Start of Exercise data
use super::filter_where::push_param;
use super::types::{SortDirection, SortKey};

pub struct FilterOrder;

impl FilterOrder {
    /// Parse `nombre,-createdAt` into sort keys. A leading `-` sorts descending;
    /// empty segments are skipped.
    pub fn parse(spec: &str) -> Vec<SortKey> {
        let mut out = Vec::new();
        for part in spec.split(',') {
            let trimmed = part.trim();
            match trimmed.strip_prefix('-') {
                Some(field) if !field.is_empty() => out.push(SortKey::desc(field)),
                Some(_) => continue,
                None if trimmed.is_empty() => continue,
                None => out.push(SortKey::asc(trimmed)),
            }
        }
        out
    }

    /// `ORDER BY` over the JSONB document. The row id closes every ordering so
    /// windows over equal keys stay stable between pages.
    pub fn generate(keys: &[SortKey], params: &mut Vec<String>) -> String {
        let mut parts: Vec<String> = keys
            .iter()
            .map(|key| {
                let field = push_param(params, key.field.clone());
                let nulls = match key.direction {
                    SortDirection::Asc => "NULLS FIRST",
                    SortDirection::Desc => "NULLS LAST",
                };
                format!("doc -> {} {} {}", field, key.direction.to_sql(), nulls)
            })
            .collect();
        parts.push("id ASC".to_string());
        format!("ORDER BY {}", parts.join(", "))
    }
}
End of Exercise data
# Task to carry out:
Here the job is to output the lines from the start of the material through the line with "for part in", inclusive, exactly and with nothing else.

# Solution for this problem:
use super::filter_where::push_param;
use super::types::{SortDirection, SortKey};

pub struct FilterOrder;

impl FilterOrder {
    /// Parse `nombre,-createdAt` into sort keys. A leading `-` sorts descending;
    /// empty segments are skipped.
    pub fn parse(spec: &str) -> Vec<SortKey> {
        let mut out = Vec::new();
        for part in spec.split(',') {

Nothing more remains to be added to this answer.